There is no doubt something to this, but even on its own terms, this rendering skips over important elements. The first is that the stakes matter. And the stakes in the Cold War were the very highest: the survival of the free world and maybe even the existence of the whole world. By 1980, it was plausible to fear that freedom and even humanity were losing. It was therefore not unreasonable to believe that calculated risks were warranted.
But you never know where toughness might lead, what it might provoke. When the consequences of toughness could be total destruction, it is rational—moral, even—to be tough only when the stakes are equally enormous. Toughness not in the service of a core interest—or the core of all core interests—is not merely foolish but reckless.
One reason one never knows where toughness might lead is that you can never be sure you really understand your adversary—or that he understands you. In 1983, both sides misunderstood one another. The Americans assumed the Soviets knew that all those flybys, flyovers, fleet maneuvers, dummy warheads, and DEFCON escalations were just drills. The Soviets, for their part, knew no such thing. They really believed that it all might be prelude to a surprise first strike.

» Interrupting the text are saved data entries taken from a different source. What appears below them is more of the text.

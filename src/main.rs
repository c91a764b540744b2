use actix_cors::Cors;
use actix_web::middleware::{Compress, DefaultHeaders};
use actix_web::{App, HttpServer, web};
use dotenv::dotenv;
use human_panic::setup_panic;
use tracing::{debug, warn};

// 从 lib.rs 导入模块
use rust_notadez::config::AppConfig;
use rust_notadez::models::AppStartTime;
use rust_notadez::routes;
use rust_notadez::runtime::lifetime;
use rust_notadez::utils::{json_error_handler, query_error_handler};

/// 未配置允许来源时放行所有来源
fn build_cors(config: &AppConfig) -> Cors {
    let cors = Cors::default()
        .allow_any_method()
        .allow_any_header()
        .supports_credentials()
        .max_age(config.cors.max_age);

    if config.cors.allowed_origins.is_empty() {
        cors.allow_any_origin()
    } else {
        config
            .cors
            .allowed_origins
            .iter()
            .fold(cors, |cors, origin| cors.allowed_origin(origin))
    }
}

#[actix_web::main]
async fn main() -> std::io::Result<()> {
    dotenv().ok();

    // 记录程序启动时间
    let app_start_time = AppStartTime {
        start_datetime: chrono::Utc::now(),
    };

    // 启动前预处理 //

    // 初始化配置
    setup_panic!();
    AppConfig::init().expect("Failed to initialize configuration");
    let config = AppConfig::get();

    // 初始化日志
    let stdout_log = std::io::stdout();
    let (non_blocking_writer, _guard) = tracing_appender::non_blocking(stdout_log);
    let filter = tracing_subscriber::EnvFilter::new(&config.app.log_level);
    let tracing_format = tracing_subscriber::fmt::format()
        .with_level(true)
        .with_ansi(true);

    let tracing_builder = tracing_subscriber::fmt()
        .with_env_filter(filter)
        .with_writer(non_blocking_writer)
        .event_format(tracing_format);

    if config.is_development() {
        tracing_builder
            .with_file(true)
            .with_line_number(true)
            .init();
    } else {
        tracing_builder.json().init();
    }

    // 打印信息
    warn!(
        "Starting pre-startup processing...
        Project: {}
        Version: {}
        Authors: {}",
        env!("CARGO_PKG_NAME"),
        env!("CARGO_PKG_VERSION"),
        env!("CARGO_PKG_AUTHORS")
    );

    let startup = lifetime::startup::prepare_server_startup().await;

    let storage = startup.storage.clone();
    let cache = startup.cache.clone();
    let email = startup.email.clone();

    // 输出预处理时间
    debug!(
        "Pre-startup processing completed in {} ms",
        chrono::Utc::now()
            .signed_duration_since(app_start_time.start_datetime)
            .num_milliseconds()
    );

    // 预处理完成 //

    warn!("Using {} CPU cores for the server", config.server.workers);

    // Start the HTTP server
    let server = HttpServer::new(move || {
        App::new()
            .wrap(build_cors(config))
            .wrap(Compress::default())
            .wrap(
                DefaultHeaders::new()
                    .add(("Connection", "keep-alive"))
                    .add((
                        "Keep-Alive",
                        format!("timeout={}, max=1000", config.server.timeouts.keep_alive),
                    ))
                    .add(("Cache-Control", "no-cache, no-store, must-revalidate")),
            )
            .app_data(web::QueryConfig::default().error_handler(query_error_handler)) // 设置查询参数错误处理器
            .app_data(web::JsonConfig::default().error_handler(json_error_handler)) // 设置JSON错误处理器
            .app_data(web::Data::new(storage.clone()))
            .app_data(web::Data::new(cache.clone()))
            .app_data(web::Data::new(email.clone()))
            .app_data(web::Data::new(app_start_time.clone()))
            .app_data(web::PayloadConfig::new(
                config.server.limits.max_payload_size,
            )) // 设置最大请求体大小
            .configure(routes::configure_health_routes) // 健康检查
            .configure(routes::configure_auth_routes) // 配置认证相关路由
            .configure(routes::configure_onboarding_routes) // 首次使用引导
            .configure(routes::configure_institutions_routes) // 配置机构相关路由
            .configure(routes::configure_courses_routes) // 配置课程相关路由
            .configure(routes::configure_subjects_routes) // 配置学科与公式相关路由
            .configure(routes::configure_classes_routes) // 配置班级相关路由
            .configure(routes::configure_students_routes) // 配置学生相关路由
            .configure(routes::configure_components_routes) // 配置成绩组成项相关路由
            .configure(routes::configure_grades_routes) // 配置成绩相关路由
            .configure(routes::configure_frontend_routes) // 配置前端静态资源路由（放在最后作为 fallback）
    })
    .keep_alive(std::time::Duration::from_secs(
        config.server.timeouts.keep_alive,
    )) // 启用长连接
    .client_request_timeout(std::time::Duration::from_millis(
        config.server.timeouts.client_request,
    )) // 客户端超时
    .client_disconnect_timeout(std::time::Duration::from_millis(
        config.server.timeouts.client_disconnect,
    )) // 断连超时
    .workers(config.server.workers);

    let server = {
        #[cfg(unix)]
        {
            if let Some(socket_path) = config.unix_socket_path() {
                warn!("Starting server on Unix socket: {}", socket_path);
                if std::path::Path::new(socket_path).exists() {
                    std::fs::remove_file(socket_path)?;
                }
                Some(server.bind_uds(socket_path)?)
            } else {
                let bind_address = config.server_bind_address();
                warn!("Starting server at http://{}", bind_address);
                Some(server.bind(bind_address)?)
            }
        }

        #[cfg(not(unix))]
        {
            let bind_address = config.server_bind_address();
            warn!("Starting server at http://{}", bind_address);
            Some(server.bind(bind_address)?)
        }
    }
    .expect("Server binding failed")
    .run();

    tokio::select! {
        res = server => {
            res?;
        }
        _ = lifetime::shutdown::listen_for_shutdown() => {
            warn!("Graceful shutdown: all tasks completed");
        }
    }

    Ok(())
}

Later informed of Moscow’s alarm, Reagan was offended. “I don’t see how they could believe that,” he said, quickly adding, “but it’s something to think about.” It was, eventually, thought about, in hindsight. That 1990 report on Perroots’s restraint observed that “in the years leading up to Able Archer,” national security officials “had received no guidance as to the possible significance of apparent changes in Soviet military and political thinking.”
Reagan sincerely hoped that his Strategic Defense Initiative would make nuclear weapons obsolete. When he offered to share the technology with the Soviets, he meant it. They didn’t believe him. They feared, rather, that the United States would use SDI as a shield behind which to launch a first strike (sort of like ancient Sparta citing the Athenian “long walls” as evidence of aggressive intentions). Reagan’s refusal to drop the program, at Gorbachev’s demand, is what scuttled the Reykjavik Summit.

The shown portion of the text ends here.